**Your goal:** Count every line in the data below where the word "axis" appears, then state only that count.

Start of Study material

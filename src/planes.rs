//! Contains the PlaneMapper struct, which describes a relationship
//! between a rectangle on the integral plane with an origin at 0,0,
//! twice as wide as it is tall, and the patch of the complex plane
//! from -2-1i to 2+1i on which the Julia set is drawn.
use itertools::{iproduct, Product};
use num::Complex;
use std::ops::Range;

use crate::error::JuliaError;

/// Describes the width and height of an integral plane that is assumed to start at
/// 0,0 and all values are assumed to be non-negative integers.  For that reason,
/// the lower-left-hand corner is not included.
#[derive(Copy, Clone, Debug, PartialEq)]
pub struct IntegralPlane(pub usize, pub usize);

/// Describes the x, y of a point in a region.  `.0` runs along the
/// width, `.1` along the height.
#[derive(Copy, Clone, Debug, PartialEq)]
pub struct Pixel(pub usize, pub usize);

/// We don't need a Point, as a single Complex number is a Point.

/// Maps pixels on the integral plane to points on the complex plane.
/// The resolution `n` fixes both: the integral plane is `2n` by `n`,
/// and a pixel `(i, j)` lands at `((i/n - 1) * 2, (j/n - 0.5) * 2)`.
#[derive(Debug, Clone)]
pub struct PlaneMapper {
    /// The right-upper hand corner of the integral cartesian plane.
    /// The left-lower is assumed to be at 0,0
    pub integral_plane: IntegralPlane,
    // The per-axis resolution, kept as a float for the mapping.
    n: f64,
}

impl PlaneMapper {
    /// Constructor.  A resolution of zero would produce an empty
    /// image, which we refuse up front.
    pub fn new(n: usize) -> Result<PlaneMapper, JuliaError> {
        if n == 0 {
            return Err(JuliaError::InvalidResolution(n));
        }

        Ok(PlaneMapper {
            integral_plane: IntegralPlane(2 * n, n),
            n: n as f64,
        })
    }

    /// Width of the integral plane, `2n`.
    pub fn width(&self) -> usize {
        self.integral_plane.0
    }

    /// Height of the integral plane, `n`.
    pub fn height(&self) -> usize {
        self.integral_plane.1
    }

    /// The total number of points in the integral grid.  Used to
    /// calculate memory needs.
    pub fn len(&self) -> usize {
        self.integral_plane.0 * self.integral_plane.1
    }

    /// Describes that the integral plane is of a size.
    pub fn is_empty(&self) -> bool {
        self.integral_plane.0 == 0 || self.integral_plane.1 == 0
    }

    /// Given a pixel on the integral cartesian plane, map it to its
    /// starting point on the complex plane.  Any change to this
    /// transform reframes the whole picture.
    pub fn pixel_to_point(&self, pixel: &Pixel) -> Complex<f64> {
        Complex::new(
            ((pixel.0 as f64) / self.n - 1.0) * 2.0,
            ((pixel.1 as f64) / self.n - 0.5) * 2.0,
        )
    }

    /// The linear offset of a pixel from the root of the image buffer
    /// in memory.  Rows are laid out one after another.
    pub fn pixel_to_offset(&self, pixel: &Pixel) -> usize {
        pixel.1 * self.integral_plane.0 + pixel.0
    }

    /// Every pixel of the plane, in the same order as the buffer
    /// offsets: row by row, left to right within a row.
    pub fn pixels(&self) -> impl Iterator<Item = Pixel> {
        let rows: Product<Range<usize>, Range<usize>> =
            iproduct!(0..self.integral_plane.1, 0..self.integral_plane.0);
        rows.map(|(row, column)| Pixel(column, row))
    }
}
extern crate clap;
extern crate juliaset;
extern crate num_cpus;
extern crate tracing_subscriber;

use clap::{value_t, values_t, App, Arg, ArgMatches};
use juliaset::{
    Animation, AnimationConfig, Format, Headless, JuliaError, PnmPreview, Recorder, Renderer,
    Summary, VideoRecorder,
};
use std::str::FromStr;
use tracing_subscriber::EnvFilter;

fn validate_range<T: FromStr + PartialOrd>(
    s: &str,
    low: T,
    high: T,
    isnotanumber_err: &str,
    isnotinrange_err: &str,
) -> Result<(), String> {
    match T::from_str(s) {
        Ok(i) => {
            if i >= low && i <= high {
                Ok(())
            } else {
                Err(isnotinrange_err.to_string())
            }
        }
        Err(_) => Err(isnotanumber_err.to_string()),
    }
}

const OUTPUT: &str = "output";
const SIZE: &str = "size";
const FRAMES: &str = "frames";
const STEP: &str = "step";
const THREADS: &str = "threads";
const VIDEO: &str = "video";
const FORMAT: &str = "format";
const PREVIEW: &str = "preview";

fn args<'a>() -> ArgMatches<'a> {
    let max_threads = num_cpus::get();

    App::new("julia")
        .version("0.1.0")
        .author("Elf M. Sternberg <elf.sternberg@gmail.com>")
        .about("Animated Julia set renderer")
        .arg(
            Arg::with_name(OUTPUT)
                .required(false)
                .long(OUTPUT)
                .short("o")
                .takes_value(true)
                .default_value("results")
                .help("Directory for encoded video and frames"),
        )
        .arg(
            Arg::with_name(SIZE)
                .required(false)
                .long(SIZE)
                .short("s")
                .takes_value(true)
                .default_value("640")
                .validator(|s| {
                    validate_range(
                        &s,
                        1,
                        8192,
                        "Could not parse resolution",
                        "Resolution must be between 1 and 8192",
                    )
                })
                .help("Per-axis resolution N; frames are 2N x N"),
        )
        .arg(
            Arg::with_name(FRAMES)
                .required(false)
                .long(FRAMES)
                .short("f")
                .takes_value(true)
                .default_value("240")
                .validator(|s| {
                    validate_range(
                        &s,
                        0,
                        1_000_000,
                        "Could not parse frame count",
                        "Frame count must be between 0 and 1000000",
                    )
                })
                .help("Number of frames to render before stopping"),
        )
        .arg(
            Arg::with_name(STEP)
                .required(false)
                .long(STEP)
                .short("d")
                .takes_value(true)
                .default_value("0.01")
                .allow_hyphen_values(true)
                .validator(|s| {
                    validate_range(
                        &s,
                        -10.0,
                        10.0,
                        "Could not parse theta step",
                        "Theta step must be between -10 and 10",
                    )
                })
                .help("How far theta advances per frame"),
        )
        .arg(
            Arg::with_name(THREADS)
                .required(false)
                .long(THREADS)
                .short("t")
                .takes_value(true)
                .validator(move |s| {
                    validate_range(
                        &s,
                        1,
                        max_threads,
                        "Could not parse thread count",
                        &format!("Thread count must be between 1 and {}", max_threads),
                    )
                })
                .help("Number of threads to use per frame [default: all cores]"),
        )
        .arg(
            Arg::with_name(VIDEO)
                .long(VIDEO)
                .short("v")
                .help("Record the frames and encode them when the run ends"),
        )
        .arg(
            Arg::with_name(FORMAT)
                .required(false)
                .long(FORMAT)
                .takes_value(true)
                .multiple(true)
                .number_of_values(1)
                .possible_values(&["mp4", "gif", "frames"])
                .help("Output format when recording; repeat for more than one [default: mp4, gif]"),
        )
        .arg(
            Arg::with_name(PREVIEW)
                .required(false)
                .long(PREVIEW)
                .short("p")
                .takes_value(true)
                .help("Keep this PGM file updated with the latest frame"),
        )
        .get_matches()
}

fn run(matches: &ArgMatches) -> Result<Summary, JuliaError> {
    let size = value_t!(matches, SIZE, usize).unwrap_or_else(|e| e.exit());
    let frames = value_t!(matches, FRAMES, usize).unwrap_or_else(|e| e.exit());
    let step = value_t!(matches, STEP, f64).unwrap_or_else(|e| e.exit());
    let threads = if matches.is_present(THREADS) {
        value_t!(matches, THREADS, usize).unwrap_or_else(|e| e.exit())
    } else {
        num_cpus::get()
    };

    let mut config = AnimationConfig {
        step,
        ..AnimationConfig::default()
    };
    if matches.is_present(FORMAT) {
        config.formats = values_t!(matches, FORMAT, Format).unwrap_or_else(|e| e.exit());
    }

    let renderer = Renderer::new(size, threads)?;
    let mut animation = Animation::new(renderer, config)?;
    let mut recorder = if matches.is_present(VIDEO) {
        Some(VideoRecorder::new(matches.value_of(OUTPUT).unwrap_or("results")))
    } else {
        None
    };
    let recorder = recorder.as_mut().map(|r| r as &mut dyn Recorder);

    let mut screen = Headless::with_frames(frames);
    match matches.value_of(PREVIEW) {
        Some(path) => animation.run(&mut PnmPreview::new(path, screen), recorder),
        None => animation.run(&mut screen, recorder),
    }
}

fn main() {
    tracing_subscriber::fmt()
        .with_env_filter(EnvFilter::try_from_default_env().unwrap_or_else(|_| EnvFilter::new("info")))
        .with_writer(std::io::stderr)
        .init();

    let matches = args();
    match run(&matches) {
        Err(e) => {
            eprintln!("Render failure: {}", e);
            std::process::exit(1);
        }
        Ok(summary) => {
            println!("Rendered {} frames", summary.frames);
            for artifact in summary.artifacts {
                println!("Wrote {}", artifact.display());
            }
        }
    }
}
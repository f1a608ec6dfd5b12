#[macro_use]
extern crate criterion;
extern crate juliaset;
extern crate num_cpus;

use criterion::{black_box, Criterion};
use juliaset::Renderer;

fn render_single(c: &mut Criterion) {
    let renderer = Renderer::new(160, 1).unwrap();
    c.bench_function("render 320x160 single", move |b| {
        b.iter(|| renderer.render_single(black_box(0.5)))
    });
}

fn render_threaded(c: &mut Criterion) {
    let renderer = Renderer::new(160, num_cpus::get()).unwrap();
    c.bench_function("render 320x160 threaded", move |b| {
        b.iter(|| renderer.render(black_box(0.5)))
    });
}

criterion_group!(benches, render_single, render_threaded);
criterion_main!(benches);
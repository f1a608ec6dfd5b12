//! Everything that can go wrong during a run.  The numeric kernel
//! can't fail, so what's left is bad construction parameters, sinks
//! that refuse their input, and lifecycle misuse.

use std::io;

/// The one error type for the crate.
#[derive(Debug, Fail)]
pub enum JuliaError {
    /// The per-axis resolution must be at least one pixel.
    #[fail(display = "Resolution must be greater than zero, got {}", _0)]
    InvalidResolution(usize),

    /// The renderer needs at least one thread to work with.
    #[fail(display = "Thread count must be greater than zero, got {}", _0)]
    InvalidThreadCount(usize),

    /// The theta step has to be a finite number.
    #[fail(display = "Theta step must be finite, got {}", _0)]
    InvalidStep(f64),

    /// Frame rates of zero make no sense to any encoder.
    #[fail(display = "Frame rate must be greater than zero")]
    InvalidFrameRate,

    /// Reading or writing a file failed.
    #[fail(display = "I/O failure: {}", _0)]
    Io(#[cause] io::Error),

    /// The image crate refused to encode a frame.
    #[fail(display = "Image encoding failure: {}", _0)]
    Image(#[cause] image::ImageError),

    /// ffmpeg could not be started or exited unhappily.
    #[fail(display = "ffmpeg failure: {}", _0)]
    Ffmpeg(String),

    /// A recorder only gets to write its artifacts once.
    #[fail(display = "Recorder has already been finalized")]
    AlreadyFinalized,

    /// An animation that has stopped stays stopped.
    #[fail(display = "Animation has already stopped")]
    AlreadyStopped,
}

impl From<io::Error> for JuliaError {
    fn from(err: io::Error) -> Self {
        JuliaError::Io(err)
    }
}

impl From<image::ImageError> for JuliaError {
    fn from(err: image::ImageError) -> Self {
        JuliaError::Image(err)
    }
}
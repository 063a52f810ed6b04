//! Account record as seen by the auth core.
//!
//! Storage owns persistence; this module only defines the shape, the redacted
//! password hash and the external view.

use chrono::{DateTime, Utc};
use serde::Serialize;

use tollgate_core::AccountId;

use crate::{Role, SubscriptionTier};

// ─────────────────────────────────────────────────────────────────────────────
// Password hash
// ─────────────────────────────────────────────────────────────────────────────

/// PHC-formatted password hash.
///
/// Deliberately has no `Serialize` impl and a redacted `Debug`, so it cannot
/// leak through logs or API payloads.
#[derive(Clone, PartialEq, Eq)]
pub struct PasswordHash(String);

impl PasswordHash {
    /// Wrap an already-computed PHC string (e.g. loaded from storage).
    pub fn from_phc(phc: impl Into<String>) -> Self {
        Self(phc.into())
    }

    pub fn as_phc(&self) -> &str {
        &self.0
    }
}

impl core::fmt::Debug for PasswordHash {
    fn fmt(&self, f: &mut core::fmt::Formatter<'_>) -> core::fmt::Result {
        f.write_str("PasswordHash(<redacted>)")
    }
}

// ─────────────────────────────────────────────────────────────────────────────
// Account
// ─────────────────────────────────────────────────────────────────────────────

/// Account record.
///
/// # Invariants
/// - `email` is unique and normalized (trimmed, lowercase).
/// - `password_hash` never holds plaintext.
/// - `last_login_at` only moves on successful login.
#[derive(Debug, Clone, PartialEq, Eq)]
pub struct Account {
    pub id: AccountId,
    pub email: String,
    pub password_hash: PasswordHash,
    pub role: Role,
    pub is_active: bool,
    pub subscription_tier: SubscriptionTier,
    pub subscription_expires_at: DateTime<Utc>,
    pub created_at: DateTime<Utc>,
    pub last_login_at: Option<DateTime<Utc>>,
}

impl Account {
    pub fn view(&self) -> AccountView {
        AccountView::from(self)
    }

    /// Apply a partial update in place.
    pub fn apply(&mut self, patch: &AccountPatch) {
        if let Some(hash) = &patch.password_hash {
            self.password_hash = hash.clone();
        }
        if let Some(role) = patch.role {
            self.role = role;
        }
        if let Some(active) = patch.is_active {
            self.is_active = active;
        }
        if let Some((tier, expires_at)) = patch.subscription {
            self.subscription_tier = tier;
            self.subscription_expires_at = expires_at;
        }
        if let Some(at) = patch.last_login_at {
            self.last_login_at = Some(at);
        }
    }
}

/// External representation of an account (no credential material).
#[derive(Debug, Clone, PartialEq, Eq, Serialize)]
pub struct AccountView {
    pub id: AccountId,
    pub email: String,
    pub role: Role,
    pub is_active: bool,
    pub subscription_tier: SubscriptionTier,
    pub subscription_expires_at: DateTime<Utc>,
    pub created_at: DateTime<Utc>,
    pub last_login_at: Option<DateTime<Utc>>,
}

impl From<&Account> for AccountView {
    fn from(a: &Account) -> Self {
        Self {
            id: a.id,
            email: a.email.clone(),
            role: a.role,
            is_active: a.is_active,
            subscription_tier: a.subscription_tier,
            subscription_expires_at: a.subscription_expires_at,
            created_at: a.created_at,
            last_login_at: a.last_login_at,
        }
    }
}

/// Single-record field-group update passed to `UserStore::update`.
///
/// `None` leaves a field untouched. The tier and its expiry always move
/// together.
#[derive(Debug, Clone, Default, PartialEq, Eq)]
pub struct AccountPatch {
    pub password_hash: Option<PasswordHash>,
    pub role: Option<Role>,
    pub is_active: Option<bool>,
    pub subscription: Option<(SubscriptionTier, DateTime<Utc>)>,
    pub last_login_at: Option<DateTime<Utc>>,
}

impl AccountPatch {
    pub fn last_login(at: DateTime<Utc>) -> Self {
        Self {
            last_login_at: Some(at),
            ..Default::default()
        }
    }

    pub fn subscription(tier: SubscriptionTier, expires_at: DateTime<Utc>) -> Self {
        Self {
            subscription: Some((tier, expires_at)),
            ..Default::default()
        }
    }

    pub fn role(role: Role) -> Self {
        Self {
            role: Some(role),
            ..Default::default()
        }
    }

    pub fn active(active: bool) -> Self {
        Self {
            is_active: Some(active),
            ..Default::default()
        }
    }

    pub fn password(hash: PasswordHash) -> Self {
        Self {
            password_hash: Some(hash),
            ..Default::default()
        }
    }
}

#[cfg(test)]
pub(crate) fn test_account(now: DateTime<Utc>) -> Account {
    Account {
        id: AccountId::new(),
        email: "alice@example.com".to_string(),
        password_hash: PasswordHash::from_phc("$argon2id$v=19$m=8,t=1,p=1$c2FsdHNhbHQ$aGFzaA"),
        role: Role::Viewer,
        is_active: true,
        subscription_tier: SubscriptionTier::Standard,
        subscription_expires_at: now + chrono::Duration::days(30),
        created_at: now,
        last_login_at: None,
    }
}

End of Study material

**Response for this exercise:** 3